Metadata Pipeline, is designed and implemented to crawl NPM package matadata from NPM Registry. It subscribes to the change stream from NPM CouchDB, and crawls the updated metadata for relevant packages. Then, a high-quality data cleaner takes over the newly crawled raw metadata and extracts the details we need. At last, a robust dependency constraint parser processes the dependency constraints and saves them into our metadata DB.
CVE Pipeline, collects CVE feeds from the NVD database. Since some information in CVE feeds, such as exact affecting libraries and versions, are usually in plain text, a CVE cleaner is designed to identify the programming languages of affected libraries and affecting version ranges as the initial result.
CVE Triage Pipeline, is a semi-automated pipeline, it helps experienced security specialists access the newly crawled CVE data, and validate or correct the key information, e.g., language, mappings of affected libraries and exact affected versions. A double-check with existing famous vulnerability databases (i.e., Snyk vulnerability database and SourceClear vulnerability database is also applied here to ensure the correctness.
Graph Pipeline, adds the metadata and mapped CVE data into DVGraph.
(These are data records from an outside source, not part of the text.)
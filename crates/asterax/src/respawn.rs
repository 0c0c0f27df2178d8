//! Respawn point prediction
//!
//! Picks a place to put the ship back after it loses a jump. Each candidate
//! is checked against every top-level asteroid's current trajectory: the
//! ship is treated as stationary at the candidate, and the asteroid as
//! moving in a straight line with its current velocity.
//!
//! For relative position `p` (asteroid minus candidate) and relative velocity
//! `v`, the time of closest approach is `t = (p . v) / -|v|^2` and the
//! separation at that time is estimated as `|p| - |v| * t`. A candidate is
//! unsafe when that separation is under `min_separation` and `t` falls in
//! `0..=prediction_horizon`. A receding asteroid has `t < 0` and never
//! counts.

use asterax_engine::foundation::math::{Vec3, EPSILON_SQUARED};
use asterax_engine::physics::PlayArea;
use rand::Rng;

use crate::components::AsteroidMotion;
use crate::config::RespawnConfig;

/// Closest approach of one asteroid to a candidate point
#[derive(Debug, Clone, Copy, PartialEq)]
pub struct Approach {
    /// Time until closest approach; negative when the asteroid is receding
    pub time: f32,
    /// Estimated separation at that time
    pub min_separation: f32,
}

/// Outcome of a respawn point search
#[derive(Debug, Clone, Copy, PartialEq)]
pub struct RespawnSearch {
    /// Chosen point
    pub point: Vec3,
    /// Candidates tried, including the chosen one
    pub attempts: u32,
    /// `false` when attempts ran out and `point` is only the last candidate
    pub safe: bool,
}

/// Closest approach of an asteroid to a stationary point
///
/// Returns `None` when the relative speed is effectively zero; such an
/// asteroid never gets any closer.
pub fn closest_approach(relative_position: Vec3, relative_velocity: Vec3) -> Option<Approach> {
    let speed_squared = relative_velocity.magnitude_squared();
    if speed_squared < EPSILON_SQUARED {
        return None;
    }

    let time = relative_position.dot(&relative_velocity) / -speed_squared;
    let min_separation = relative_position.magnitude() - speed_squared.sqrt() * time;
    Some(Approach { time, min_separation })
}

/// Whether a single asteroid threatens a ship standing at `candidate`
pub fn threatens(candidate: Vec3, asteroid: &AsteroidMotion, config: &RespawnConfig) -> bool {
    closest_approach(asteroid.position - candidate, asteroid.velocity).is_some_and(|approach| {
        approach.min_separation < config.min_separation
            && approach.time >= 0.0
            && approach.time <= config.prediction_horizon
    })
}

/// Whether any asteroid threatens a ship standing at `candidate`
///
/// `asteroids` should hold top-level asteroids only; fragments move with
/// their parent and are covered by it.
pub fn is_unsafe(candidate: Vec3, asteroids: &[AsteroidMotion], config: &RespawnConfig) -> bool {
    asteroids.iter().any(|asteroid| threatens(candidate, asteroid, config))
}

/// Random candidate inside the central `spawn_area_fraction` of `bounds`
pub fn random_candidate<R: Rng>(bounds: &PlayArea, config: &RespawnConfig, rng: &mut R) -> Vec3 {
    let area = bounds.scaled(config.spawn_area_fraction);
    area.point_at(rng.gen_range(0.0..=1.0), rng.gen_range(0.0..=1.0))
}

/// Search for a respawn point no asteroid is about to hit
///
/// Tries at most `max_attempts` candidates (at least one). When every
/// candidate is unsafe the last one is returned with `safe == false`; the
/// caller takes the risk rather than the search looping forever.
pub fn find_safe_respawn_point<R: Rng>(
    asteroids: &[AsteroidMotion],
    bounds: &PlayArea,
    config: &RespawnConfig,
    rng: &mut R,
) -> RespawnSearch {
    let max_attempts = config.max_attempts.max(1);
    let mut point = Vec3::zeros();

    for attempt in 1..=max_attempts {
        point = random_candidate(bounds, config, rng);
        if !is_unsafe(point, asteroids, config) {
            log::debug!("Respawn point {:?} accepted after {} attempt(s)", point, attempt);
            return RespawnSearch { point, attempts: attempt, safe: true };
        }
        log::trace!("Respawn candidate {:?} rejected", point);
    }

    log::warn!(
        "No safe respawn point found in {} attempts, using {:?}",
        max_attempts,
        point
    );
    RespawnSearch { point, attempts: max_attempts, safe: false }
}

#[cfg(test)]
mod tests {
    use super::*;
    use approx::assert_relative_eq;
    use asterax_engine::foundation::math::Vec2;
    use rand::rngs::StdRng;
    use rand::SeedableRng;

    fn config() -> RespawnConfig {
        RespawnConfig::default()
    }

    #[test]
    fn test_head_on_approach() {
        // 5 units away, closing at 5 units/s: closest at t = 1
        let approach =
            closest_approach(Vec3::new(-5.0, 0.0, 0.0), Vec3::new(5.0, 0.0, 0.0)).unwrap();
        assert_relative_eq!(approach.time, 1.0);
        assert_relative_eq!(approach.min_separation, 0.0);
    }

    #[test]
    fn test_receding_asteroid_has_negative_time() {
        let approach =
            closest_approach(Vec3::new(5.0, 0.0, 0.0), Vec3::new(5.0, 0.0, 0.0)).unwrap();
        assert!(approach.time < 0.0);

        let receding = AsteroidMotion::new(Vec3::new(5.0, 0.0, 0.0), Vec3::new(5.0, 0.0, 0.0));
        assert!(!threatens(Vec3::zeros(), &receding, &config()));
    }

    #[test]
    fn test_stationary_asteroid_is_never_a_threat() {
        assert!(closest_approach(Vec3::new(0.1, 0.0, 0.0), Vec3::zeros()).is_none());

        // Even sitting right on the candidate
        let parked = AsteroidMotion::new(Vec3::new(1.0, 2.0, 0.0), Vec3::new(1e-6, 0.0, 0.0));
        assert!(!is_unsafe(Vec3::new(1.0, 2.0, 0.0), &[parked], &config()));
    }

    #[test]
    fn test_direct_hit_within_horizon_is_unsafe() {
        // Passes 0.1 units from the candidate at t = 1
        let candidate = Vec3::new(2.0, 3.0, 0.0);
        let asteroid =
            AsteroidMotion::new(candidate + Vec3::new(-4.0, 0.1, 0.0), Vec3::new(4.0, 0.0, 0.0));
        assert!(is_unsafe(candidate, &[asteroid], &config()));
    }

    #[test]
    fn test_hit_beyond_horizon_is_ignored() {
        // Closest approach at t = 10
        let asteroid = AsteroidMotion::new(Vec3::new(-10.0, 0.0, 0.0), Vec3::new(1.0, 0.0, 0.0));
        assert!(!is_unsafe(Vec3::zeros(), &[asteroid], &config()));
    }

    #[test]
    fn test_wide_miss_is_safe() {
        // Crossing path far off to the side
        let asteroid = AsteroidMotion::new(Vec3::new(-3.0, 3.0, 0.0), Vec3::new(3.0, 0.0, 0.0));
        assert!(!is_unsafe(Vec3::zeros(), &[asteroid], &config()));
    }

    #[test]
    fn test_predicate_is_deterministic_and_translation_invariant() {
        let asteroids = [
            AsteroidMotion::new(Vec3::new(-4.0, 0.05, 0.0), Vec3::new(4.0, 0.0, 0.0)),
            AsteroidMotion::new(Vec3::new(6.0, 6.0, 0.0), Vec3::new(0.0, 1.0, 0.0)),
            AsteroidMotion::new(Vec3::new(0.0, -8.0, 0.0), Vec3::new(0.0, 2.0, 0.0)),
        ];
        let candidates = [Vec3::zeros(), Vec3::new(3.0, -2.0, 0.0), Vec3::new(-5.0, 5.0, 0.0)];
        let shifts = [Vec3::new(10.0, -7.0, 0.0), Vec3::new(-3.5, 2.25, 1.0)];

        for candidate in candidates {
            let verdict = is_unsafe(candidate, &asteroids, &config());
            assert_eq!(verdict, is_unsafe(candidate, &asteroids, &config()));

            for shift in shifts {
                let moved: Vec<AsteroidMotion> = asteroids
                    .iter()
                    .map(|a| AsteroidMotion::new(a.position + shift, a.velocity))
                    .collect();
                assert_eq!(verdict, is_unsafe(candidate + shift, &moved, &config()));
            }
        }
        assert!(is_unsafe(Vec3::zeros(), &asteroids, &config()));
    }

    #[test]
    fn test_search_with_no_asteroids_accepts_first_candidate() {
        let mut rng = StdRng::seed_from_u64(7);
        let bounds = PlayArea::centered(10.0, 10.0);
        let search = find_safe_respawn_point(&[], &bounds, &config(), &mut rng);

        assert!(search.safe);
        assert_eq!(search.attempts, 1);
        assert!(bounds.scaled(0.8).contains(search.point));
    }

    #[test]
    fn test_search_never_accepts_an_unsafe_point() {
        let bounds = PlayArea::centered(10.0, 10.0);
        // A wall of asteroids sweeping down on the left half of the area
        let asteroids: Vec<AsteroidMotion> = (0..40)
            .map(|i| {
                let x = -8.0 + i as f32 * 0.2;
                AsteroidMotion::new(Vec3::new(x, 9.0, 0.0), Vec3::new(0.0, -6.0, 0.0))
            })
            .collect();

        for seed in 0..50 {
            let mut rng = StdRng::seed_from_u64(seed);
            let search = find_safe_respawn_point(&asteroids, &bounds, &config(), &mut rng);
            if search.safe {
                assert!(!is_unsafe(search.point, &asteroids, &config()));
            } else {
                assert_eq!(search.attempts, config().max_attempts);
            }
        }
    }

    #[test]
    fn test_search_terminates_when_everything_is_unsafe() {
        // Bounds collapse to one point, with an asteroid sitting on it and moving
        let bounds = PlayArea::new(Vec2::new(1.0, 1.0), Vec2::new(1.0, 1.0));
        let asteroid = AsteroidMotion::new(Vec3::new(1.0, 1.0, 0.0), Vec3::new(2.0, 0.0, 0.0));
        let mut rng = StdRng::seed_from_u64(11);

        let search = find_safe_respawn_point(&[asteroid], &bounds, &config(), &mut rng);

        assert!(!search.safe);
        assert_eq!(search.attempts, 20);
        assert_relative_eq!(search.point, Vec3::new(1.0, 1.0, 0.0));
    }

    #[test]
    fn test_zero_attempts_still_returns_a_point() {
        let bounds = PlayArea::centered(5.0, 5.0);
        let config = RespawnConfig { max_attempts: 0, ..RespawnConfig::default() };
        let mut rng = StdRng::seed_from_u64(3);

        let search = find_safe_respawn_point(&[], &bounds, &config, &mut rng);
        assert_eq!(search.attempts, 1);
        assert!(search.safe);
    }
}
Specifically, (1) it first insert all new coming libraries, versions and CVEs; (2) it creates has for new versions and alters existing upper and lower; (3) for new coming versions, it adds new dependencies of their own, and iterates existing depends which are originally on their upper or lower versions, and alter them if necessary, at the same time, alter the satisfying version and default accordingly; (4) it adds affects for new CVEs and check whether the old ones need modification; (5) it updates libdepends and libaffects.